Aim of the exercise: The answer is every line in the data below that contains the word "with".

Information supplied:
//! Property-based tests for the payload cursors and packet framing

#![allow(clippy::unwrap_used)]

use bytes::BytesMut;
use gatehouse::protocol::{
    extract_packets, frame_packet, PacketReader, PacketWriter, RawPacket, HEADER_SIZE,
};
use proptest::prelude::*;

fn mask(value: u64, width: u32) -> u64 {
    if width == 64 {
        value
    } else {
        value & ((1u64 << width) - 1)
    }
}

/// Mixed field: either a bit field or a byte-aligned u32
#[derive(Debug, Clone)]
enum Field {
    Bits(u64, u32),
    Word(u32),
}

fn field() -> impl Strategy<Value = Field> {
    prop_oneof![
        3 => (any::<u64>(), 1u32..=64).prop_map(|(value, width)| Field::Bits(mask(value, width), width)),
        1 => any::<u32>().prop_map(Field::Word),
    ]
}

fn packet() -> impl Strategy<Value = (u16, Vec<u8>)> {
    (any::<u16>(), prop::collection::vec(any::<u8>(), 0..300))
}

// Property: any sequence of (value, width) bit fields reads back unchanged
proptest! {
    #[test]
    fn prop_bit_fields_roundtrip(
        fields in prop::collection::vec((any::<u64>(), 1u32..=64), 1..64)
    ) {
        let mut writer = PacketWriter::new();
        for &(value, width) in &fields {
            writer.write_bits(value, width);
        }
        let payload = writer.into_bytes();

        let total_bits: u32 = fields.iter().map(|&(_, width)| width).sum();
        prop_assert_eq!(payload.len(), total_bits.div_ceil(8) as usize);

        let mut reader = PacketReader::new(&payload);
        for &(value, width) in &fields {
            prop_assert_eq!(reader.read_bits(width).unwrap(), mask(value, width));
        }
    }
}

// Property: byte-aligned fields interleaved with bit fields stay in sync on
// both sides of the wire
proptest! {
    #[test]
    fn prop_mixed_alignment_roundtrip(fields in prop::collection::vec(field(), 1..40)) {
        let mut writer = PacketWriter::new();
        for field in &fields {
            match *field {
                Field::Bits(value, width) => writer.write_bits(value, width),
                Field::Word(value) => writer.write_u32(value),
            }
        }
        let payload = writer.into_bytes();

        let mut reader = PacketReader::new(&payload);
        for field in &fields {
            match *field {
                Field::Bits(value, width) => prop_assert_eq!(reader.read_bits(width).unwrap(), value),
                Field::Word(value) => prop_assert_eq!(reader.read_u32().unwrap(), value),
            }
        }
        prop_assert_eq!(reader.remaining(), 0);
    }
}

// Property: wide strings survive the UTF-16 round trip, surrogates included
proptest! {
    #[test]
    fn prop_wide_string_roundtrip(text in "\\PC{0,40}") {
        let mut writer = PacketWriter::new();
        writer.write_wide_string(&text);
        writer.write_u8(0xEE);
        let payload = writer.into_bytes();

        let units = text.encode_utf16().count();
        prop_assert_eq!(payload.len(), 4 + 2 * units + 1);

        let mut reader = PacketReader::new(&payload);
        prop_assert_eq!(reader.read_wide_string().unwrap(), text);
        prop_assert_eq!(reader.read_u8().unwrap(), 0xEE);
    }
}

// Property: however the stream is chunked, extraction yields the same packets
// in the same order and leaves nothing behind
proptest! {
    #[test]
    fn prop_fragmentation_idempotent(
        packets in prop::collection::vec(packet(), 1..12),
        cuts in prop::collection::vec(1usize..64, 1..200),
    ) {
        let mut stream = Vec::new();
        for (opcode, payload) in &packets {
            stream.extend_from_slice(&frame_packet(*opcode, payload).unwrap());
        }

        let mut buf = BytesMut::new();
        let mut extracted: Vec<RawPacket> = Vec::new();
        let mut offset = 0;
        let mut cut = cuts.iter().cycle();

        while offset < stream.len() {
            let end = (offset + cut.next().copied().unwrap_or(1)).min(stream.len());
            buf.extend_from_slice(&stream[offset..end]);
            extracted.extend(extract_packets(&mut buf));
            offset = end;
        }

        prop_assert!(buf.is_empty());
        prop_assert_eq!(extracted.len(), packets.len());
        for (got, (opcode, payload)) in extracted.iter().zip(&packets) {
            prop_assert_eq!(got.opcode, *opcode);
            prop_assert_eq!(&got.payload[..], &payload[..]);
        }
    }
}

// Property: a complete packet followed by a truncated one yields exactly the
// first packet, with the truncated bytes left as the remainder
proptest! {
    #[test]
    fn prop_partial_tail(
        (opcode, payload) in packet(),
        (tail_opcode, tail_payload) in packet(),
        keep in 0usize..1000,
    ) {
        let complete = frame_packet(opcode, &payload).unwrap();
        let truncated = frame_packet(tail_opcode, &tail_payload).unwrap();
        let keep = keep % truncated.len();

        let mut buf = BytesMut::new();
        buf.extend_from_slice(&complete);
        buf.extend_from_slice(&truncated[..keep]);

        let extracted = extract_packets(&mut buf);
        prop_assert_eq!(extracted, vec![RawPacket::new(opcode, payload)]);
        prop_assert_eq!(&buf[..], &truncated[..keep]);
        prop_assert!(keep < HEADER_SIZE + tail_payload.len());
    }
}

Solution for this problem:
// Property: byte-aligned fields interleaved with bit fields stay in sync on
// first packet, with the truncated bytes left as the remainder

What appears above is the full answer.